Long before the Covid-19 pandemic, e-commerce market around the world was growing at a pace of 20 percent per year and was already disrupting the entire supply chain including air cargo by pushing towards better business models, greater visibility and speed. The factors triggered were the rising number of internet users, shifting of more products to online and the comparatively low price it could offer due to wholesale purchasing.

The Covid-19 pandemic brought in new normalcy for human interactions which included social distancing, work from home, staying at home for a longer period and reluctance to handle cash. Thus e-commerce companies witnessed a surge in demand for online shopping of medical supplies, essentials and food products. The situation has not only increased the need for e-commerce to deliver but also to do it more efficiently, swiftly and at a much larger scale.

Volumes

In May 2020, the e-commerce division of DHL in the United States reported an increase of 36 percent in domestic and 28 percent in cross border volumes compared to February 2020 which is in par with holiday peak levels.

Lee Spratt, Americas CEO of DHL eCommerce Solutions, said, “We have seen large volume percentage increases mostly in the Northeast region of the United States with a significant amount entering the US inbound from China. We have seen holiday peak-level types of volume increases, but we are also seeing our customers’ volumes as representative of various consumer buying trends as a result of the general public’s interest in staying healthy and taking on new roles as remote employees and students.”

DHL eCommerce Solutions in the US reported an increase of 36% in domestic and 28% in cross border volumes in May 2020.
DHL eCommerce Solutions in the US reported an increase of 36% in domestic and 28% in cross border volumes in May 2020.

Challenges for e-commerce

However, while on one side there was a huge demand surge, on the other side businesses were struggling to move goods.
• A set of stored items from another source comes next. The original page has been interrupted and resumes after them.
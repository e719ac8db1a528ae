use axum::{
    extract::{Path, State},
    http::{HeaderMap, StatusCode},
    response::IntoResponse,
    Json,
};

use crate::{
    model::{
        api::ErrorDto,
        help_order::{AnswerHelpOrderDto, CreateHelpOrderDto, HelpOrderDto},
    },
    server::{
        error::AppError, middleware::auth::AuthGuard, service::help_order::HelpOrderService,
        state::AppState,
    },
};

pub static HELP_ORDER_TAG: &str = "help_order";

#[utoipa::path(
    post,
    path = "/students/{student_id}/help-orders",
    tag = HELP_ORDER_TAG,
    params(
        ("student_id" = i32, Path, description = "Student ID")
    ),
    request_body = CreateHelpOrderDto,
    responses(
        (status = 201, description = "Successfully filed question", body = HelpOrderDto),
        (status = 400, description = "Question too short", body = ErrorDto),
        (status = 404, description = "Student not found", body = ErrorDto),
        (status = 409, description = "Student has no enrollment", body = ErrorDto),
        (status = 500, description = "Internal server error", body = ErrorDto)
    ),
)]
pub async fn create_help_order(
    State(state): State<AppState>,
    Path(student_id): Path<i32>,
    Json(payload): Json<CreateHelpOrderDto>,
) -> Result<impl IntoResponse, AppError> {
    let order = HelpOrderService::new(&state.db, &state.queue)
        .create(student_id, payload.question)
        .await?;

    Ok((StatusCode::CREATED, Json(order.into_dto())))
}

#[utoipa::path(
    get,
    path = "/students/{student_id}/help-orders",
    tag = HELP_ORDER_TAG,
    params(
        ("student_id" = i32, Path, description = "Student ID")
    ),
    responses(
        (status = 200, description = "The student's help orders, oldest first", body = Vec<HelpOrderDto>),
        (status = 404, description = "Student not found", body = ErrorDto),
        (status = 409, description = "Student has no enrollment", body = ErrorDto),
        (status = 500, description = "Internal server error", body = ErrorDto)
    ),
)]
pub async fn get_student_help_orders(
    State(state): State<AppState>,
    Path(student_id): Path<i32>,
) -> Result<impl IntoResponse, AppError> {
    let orders = HelpOrderService::new(&state.db, &state.queue)
        .get_by_student(student_id)
        .await?;

    let dtos: Vec<HelpOrderDto> = orders.into_iter().map(|o| o.into_dto()).collect();

    Ok((StatusCode::OK, Json(dtos)))
}

#[utoipa::path(
    get,
    path = "/help-orders",
    tag = HELP_ORDER_TAG,
    responses(
        (status = 200, description = "Unanswered orders of the caller's gym", body = Vec<HelpOrderDto>),
        (status = 401, description = "Missing or invalid token", body = ErrorDto),
        (status = 500, description = "Internal server error", body = ErrorDto)
    ),
)]
pub async fn get_unanswered_help_orders(
    State(state): State<AppState>,
    headers: HeaderMap,
) -> Result<impl IntoResponse, AppError> {
    let ctx = AuthGuard::new(&state.db, &state.tokens, &headers)
        .require()
        .await?;

    let orders = HelpOrderService::new(&state.db, &state.queue)
        .get_unanswered(ctx)
        .await?;

    let dtos: Vec<HelpOrderDto> = orders.into_iter().map(|o| o.into_dto()).collect();

    Ok((StatusCode::OK, Json(dtos)))
}

#[utoipa::path(
    put,
    path = "/help-orders/{help_order_id}/answer",
    tag = HELP_ORDER_TAG,
    params(
        ("help_order_id" = i32, Path, description = "Help order ID")
    ),
    request_body = AnswerHelpOrderDto,
    responses(
        (status = 200, description = "Successfully answered help order", body = HelpOrderDto),
        (status = 400, description = "Answer too short", body = ErrorDto),
        (status = 401, description = "Missing or invalid token", body = ErrorDto),
        (status = 404, description = "Help order not found in the caller's gym", body = ErrorDto),
        (status = 500, description = "Internal server error", body = ErrorDto)
    ),
)]
pub async fn answer_help_order(
    State(state): State<AppState>,
    headers: HeaderMap,
    Path(help_order_id): Path<i32>,
    Json(payload): Json<AnswerHelpOrderDto>,
) -> Result<impl IntoResponse, AppError> {
    let ctx = AuthGuard::new(&state.db, &state.tokens, &headers)
        .require()
        .await?;

    let order = HelpOrderService::new(&state.db, &state.queue)
        .answer(ctx, help_order_id, payload.answer)
        .await?;

    Ok((StatusCode::OK, Json(order.into_dto())))
}

#[utoipa::path(
    delete,
    path = "/help-orders/{help_order_id}",
    tag = HELP_ORDER_TAG,
    params(
        ("help_order_id" = i32, Path, description = "Help order ID")
    ),
    responses(
        (status = 204, description = "Successfully deleted help order"),
        (status = 401, description = "Missing or invalid token", body = ErrorDto),
        (status = 404, description = "Help order not found in the caller's gym", body = ErrorDto),
        (status = 500, description = "Internal server error", body = ErrorDto)
    ),
)]
pub async fn delete_help_order(
    State(state): State<AppState>,
    headers: HeaderMap,
    Path(help_order_id): Path<i32>,
) -> Result<impl IntoResponse, AppError> {
    let ctx = AuthGuard::new(&state.db, &state.tokens, &headers)
        .require()
        .await?;

    HelpOrderService::new(&state.db, &state.queue)
        .delete(ctx, help_order_id)
        .await?;

    Ok(StatusCode::NO_CONTENT)
}
use super::*;

/// Tests finding a student by email across gyms.
///
/// Expected: Ok(Some(Student)) regardless of which gym owns the record
#[tokio::test]
async fn finds_student_in_any_gym() -> Result<(), DbErr> {
    let test = TestBuilder::new()
        .with_table(entity::prelude::Gym)
        .with_table(entity::prelude::Student)
        .build()
        .await
        .unwrap();
    let db = test.db.as_ref().unwrap();

    let gym = factory::gym::create_gym(db).await?;
    let student = factory::student::create_student(db, gym.id).await?;

    let found = StudentRepository::new(db)
        .find_by_email(&student.email)
        .await?
        .unwrap();

    assert_eq!(found.id, student.id);

    Ok(())
}

/// Tests lookup of an unregistered email.
///
/// Expected: Ok(None)
#[tokio::test]
async fn returns_none_for_unknown_email() -> Result<(), DbErr> {
    let test = TestBuilder::new()
        .with_table(entity::prelude::Gym)
        .with_table(entity::prelude::Student)
        .build()
        .await
        .unwrap();
    let db = test.db.as_ref().unwrap();

    let result = StudentRepository::new(db)
        .find_by_email("nobody@example.com")
        .await?;

    assert!(result.is_none());

    Ok(())
}
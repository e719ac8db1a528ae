use crate::server::model::user::User;

/// Identity of an authenticated request, produced by the auth guard and passed
/// explicitly into service calls that need gym scoping.
#[derive(Debug, Clone, Copy, PartialEq)]
pub struct AuthContext {
    pub user_id: i32,
    pub gym_id: i32,
}

/// A staff account together with its stored password hash, used only during
/// login. The hash never leaves the session service.
#[derive(Debug, Clone)]
pub struct AuthCredentials {
    pub user: User,
    pub password_hash: String,
}
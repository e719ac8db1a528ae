use super::*;

/// Tests the existence check before and after an enrollment is created.
///
/// Expected: Ok(false) for an unenrolled student, Ok(true) once enrolled
#[tokio::test]
async fn reflects_student_enrollment_state() -> Result<(), DbErr> {
    let test = TestBuilder::new()
        .with_enrollment_tables()
        .build()
        .await
        .unwrap();
    let db = test.db.as_ref().unwrap();

    let gym = factory::gym::create_gym(db).await?;
    let student = factory::student::create_student(db, gym.id).await?;
    let plan = factory::plan::create_plan(db).await?;

    let repo = EnrollmentRepository::new(db);

    assert!(!repo.exists_for_student(student.id).await?);

    factory::enrollment::create_enrollment(db, student.id, plan.id).await?;

    assert!(repo.exists_for_student(student.id).await?);

    Ok(())
}

/// Tests that another student's enrollment does not count.
///
/// Expected: Ok(false) for the student without an enrollment
#[tokio::test]
async fn ignores_other_students_enrollments() -> Result<(), DbErr> {
    let test = TestBuilder::new()
        .with_enrollment_tables()
        .build()
        .await
        .unwrap();
    let db = test.db.as_ref().unwrap();

    factory::helpers::create_enrolled_student(db).await?;

    let gym = factory::gym::create_gym(db).await?;
    let unenrolled = factory::student::create_student(db, gym.id).await?;

    assert!(
        !EnrollmentRepository::new(db)
            .exists_for_student(unenrolled.id)
            .await?
    );

    Ok(())
}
According to Brendan Sullivan, head, e-commerce & cargo operations, International Air Transport Association (IATA), around one in every three customer transaction during this period resulted in an out of stock like experience which resulted in a loss of $1 trillion for the global e-commerce industry.

IATA along with PwC conducted a study that classified the top 50 e-commerce players into four different categories according to their logistics models and identified the pain points experienced across these categories during Covid-19. Some of them include lack of visibility, risk of delaying, dependency on third parties, border control and reverse logistics issues. But the highlight is that air cargo is well-positioned to deal with all these issues.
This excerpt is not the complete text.